Richelle L TannerLani U GleasonW Wesley DowdPublished in: Molecular ecology (2022)
The environment can alter the magnitude of phenotypic variation among individuals, potentially influencing evolutionary trajectories. However, environmental influences on variation are complex and remain understudied. Populations in heterogeneous environments might exhibit more variation, the amount of variation could differ between benign and stressful conditions, and/or variation might manifest in different ways among stages of the gene-to-protein expression cascade or among physiological functions. Here, we explore these three issues by quantifying patterns of inter-individual variation in both transcript and protein expression levels among California mussels, Mytilus californianus Conrad. Mussels were exposed to five ecologically relevant treatments that varied in the mean and interindividual heterogeneity of body temperature.

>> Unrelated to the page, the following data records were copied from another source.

/// Aggregate counters for a whole search run.
///
/// Match records themselves are streamed to the output sink as they are
/// found and never retained; only these totals travel back to the caller.
#[derive(Debug, Clone, Copy, Default, PartialEq, Eq)]
pub struct SearchSummary {
    /// Files the scanner ran to completion on
    pub files_searched: usize,
    /// Files skipped because they could not be opened or sized
    pub files_skipped: usize,
    /// Total number of match records emitted
    pub total_matches: usize,
}

impl SearchSummary {
    pub fn new() -> Self {
        Default::default()
    }

    /// Records one completed scan and the matches it emitted.
    pub fn add_scanned(&mut self, matches: usize) {
        self.files_searched += 1;
        self.total_matches += matches;
    }

    /// Records a file that had to be skipped.
    pub fn add_skipped(&mut self) {
        self.files_skipped += 1;
    }

    /// Merges counters from another summary into this one.
    pub fn merge(&mut self, other: SearchSummary) {
        self.files_searched += other.files_searched;
        self.files_skipped += other.files_skipped;
        self.total_matches += other.total_matches;
    }
}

To target a diverse set of physiological functions, we assessed variation within 19 expression subnetworks, including canonical stress-response pathways and empirically derived coexpression clusters that represent a diffuse set of cellular processes. Variation in expression was particularly pronounced in the treatments with high mean and heterogeneous body temperatures. However, with few exceptions, environment-dependent shifts of variation in the transcriptome were not reflected in the proteome. A metric of phenotypic integration provided evidence for a greater degree of constraint on relative expression levels (i.e., stronger correlation) within expression subnetworks in benign, homogeneous environments. Our results suggest that environments that are more stressful on average - and which also tend to be more heterogeneous - can relax these expression constraints and reduce phenotypic integration within biochemical subnetworks. Context-dependent "unmasking" of functional variation may contribute to interindividual differences in physiological phenotype and performance in stressful environments.